研究課題/領域番号 |
15591580
|
研究種目 |
基盤研究(C)
|
配分区分 | 補助金 |
応募区分 | 一般 |
研究分野 |
整形外科学
|
研究機関 | 徳島大学 |
研究代表者 |
遠藤 健次 徳島大学, 医学部・歯学部附属病院, 助手 (60325272)
|
研究分担者 |
安井 夏生 徳島大学, 大学院・ヘルスバイオサイエンス研究部, 教授 (00157984)
加藤 真介 徳島大学, 大学院・ヘルスバイオサイエンス研究部, 助教授 (30243687)

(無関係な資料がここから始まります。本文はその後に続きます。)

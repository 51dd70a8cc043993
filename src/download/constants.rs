//! Constants for the download module (buffering, polling, reporting).

use std::time::Duration;

/// Default HTTP connect timeout (30 seconds).
pub const CONNECT_TIMEOUT_SECS: u64 = 30;

/// Write granularity for the streaming copy loop (8 KiB).
pub const COPY_BUFFER_SIZE: usize = 8 * 1024;

/// How often a paused download re-checks the pause gate.
pub const PAUSE_POLL_INTERVAL: Duration = Duration::from_millis(200);

/// Minimum elapsed time between two throughput/status updates.
pub const SPEED_REPORT_INTERVAL: Duration = Duration::from_millis(1000);

/// User-Agent sent on every request.
pub const USER_AGENT: &str = concat!("patchdl/", env!("CARGO_PKG_VERSION"));
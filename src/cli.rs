//! CLI argument definitions using clap derive macros.

use std::path::PathBuf;

use anyhow::{Result, bail};
use clap::{Parser, Subcommand};

/// Resumable batch downloader for game patch archives.
///
/// patchdl scrapes a patch listing page (or takes URLs directly), then
/// fetches the selected files with byte-range resumption, global
/// pause/resume, and bounded parallel connections.
#[derive(Parser, Debug)]
#[command(name = "patchdl")]
#[command(author, version, about)]
pub struct Args {
    /// Increase output verbosity (-v for debug, -vv for trace)
    #[arg(short, long, action = clap::ArgAction::Count, global = true)]
    pub verbose: u8,

    /// Suppress non-error output
    #[arg(short, long, global = true)]
    pub quiet: bool,

    /// Config file path (default: $XDG_CONFIG_HOME/patchdl/config.toml)
    #[arg(long, global = true, value_name = "PATH")]
    pub config: Option<PathBuf>,

    #[command(subcommand)]
    pub command: Command,
}

#[derive(Debug, Subcommand)]
pub enum Command {
    /// Discover downloadable files and print them without fetching
    List {
        /// Listing page URL (overrides the configured one)
        #[arg(long, value_name = "URL")]
        listing: Option<String>,

        /// Regex a link's URL path must match
        #[arg(long, value_name = "REGEX")]
        pattern: Option<String>,
    },

    /// Download files from explicit URLs or the configured listing page
    Fetch {
        /// URLs to download; stdin is read when piped and none are given
        #[arg(value_name = "URL")]
        urls: Vec<String>,

        /// Destination directory for downloaded files
        #[arg(short = 'd', long, value_name = "DIR")]
        dest: Option<PathBuf>,

        /// Maximum concurrent downloads (1-16)
        #[arg(short = 'p', long, value_parser = clap::value_parser!(u8).range(1..=16))]
        parallel: Option<u8>,

        /// Items to fetch as 1-based indexes and ranges, e.g. "1,3-5"
        #[arg(long, value_name = "LIST")]
        select: Option<String>,

        /// Listing page URL (overrides the configured one)
        #[arg(long, value_name = "URL")]
        listing: Option<String>,

        /// Regex a link's URL path must match
        #[arg(long, value_name = "REGEX")]
        pattern: Option<String>,
    },
}

/// Parses a `--select` expression into 0-based item indexes.
///
/// Accepts comma-separated 1-based indexes and inclusive ranges
/// (`"1,3-5"`), tolerates whitespace, and deduplicates. `count` is the
/// number of discovered items.
///
/// # Errors
///
/// Fails on empty or non-numeric tokens, reversed ranges, and indexes
/// outside `1..=count`.
pub fn parse_selection(spec: &str, count: usize) -> Result<Vec<usize>> {
    let mut picked = vec![false; count];

    for token in spec.split(',') {
        let token = token.trim();
        if token.is_empty() {
            bail!("Empty entry in selection '{spec}'");
        }

        let (start, end) = match token.split_once('-') {
            Some((lo, hi)) => (parse_index(lo, count)?, parse_index(hi, count)?),
            None => {
                let index = parse_index(token, count)?;
                (index, index)
            }
        };
        if start > end {
            bail!("Reversed range '{token}' in selection");
        }
        for slot in &mut picked[start..=end] {
            *slot = true;
        }
    }

    Ok(picked
        .iter()
        .enumerate()
        .filter_map(|(index, marked)| marked.then_some(index))
        .collect())
}

/// One 1-based selection token to a 0-based index.
fn parse_index(token: &str, count: usize) -> Result<usize> {
    let value: usize = token
        .trim()
        .parse()
        .map_err(|_| anyhow::anyhow!("Invalid selection entry '{token}': expected a number"))?;
    if value == 0 || value > count {
        bail!("Selection entry {value} is out of range (1-{count})");
    }
    Ok(value - 1)
}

東野 恒作 徳島大学, 大学院・ヘルスバイオサイエンス研究部, 教務員 (80380129)
|
研究期間 (年度) |
2003 – 2004
|
キーワード | 脊椎分離症 / 脊椎すべり症 / 発育期 / 思春期 / 生体力学 / 有限要素解析 / 脊椎すべり症 / 病態 |
研究概要 |
小児脊椎分離症からすべりにいたる機序について、我々の先行研究ですべりは未熟な椎体終板に存在する成長軟骨層で発生することを示した。この2年間では、(1)すべりの発生進展過程についての組織学的研究も進めた。また、(2)すべりの原因となる分離の発生について臨床的研究を深めると共に、そこでの観察事実を生体力学的手法で検証した。 (1)幼弱ラットの腰椎の後方要素を切除したモデル動物では、手術直後ではなく1週間後にすべりが発生することから本モデルの妥当性が再確認された。さらに、すべりは主には椎体後方の成長軟骨層のうちでも肥大軟骨層で生じていることが明らかとなった。同時に椎体前方では成長軟骨層の肥大と椎体の変形を観察した。現在、剪断力を中心とした機械的刺激が成長軟骨に及ぼす影響について、in vivoでさらに追求している。 (2)臨床研究では分離の癒合が得られるための要因を、局所因子、腰仙椎因子、全身因子にわけて検討した。その結果、すべりの発生は骨癒合不良の大きな因子であることが分かった。また、分離が片側から両側へと進展していく過程、分離部の形態のスポーツ特異性を明らかにした。これらの観察事実は有限要素解析法を用いた生体力学的検討結果とよく一致した。また、分離の早期診断のために分離部からやや離れた椎弓根部のMRI信号強度変化の観察が有用であることを臨床的に示すと共に、有限要素解析で分離が椎弓根部に力学的変化を及ぼすことを捕らえた。 以上より、小児期の脊椎分離およびそれに続発するすべりは、いずれも未熟な椎体に対して繰り返し加わる力学的ストレスによる疲労骨折様現象であることが明らかとなった。分離およびすべりの発生に運動特性が明らかになってきており、これらの発生の予防が視野に入ってきたと考える。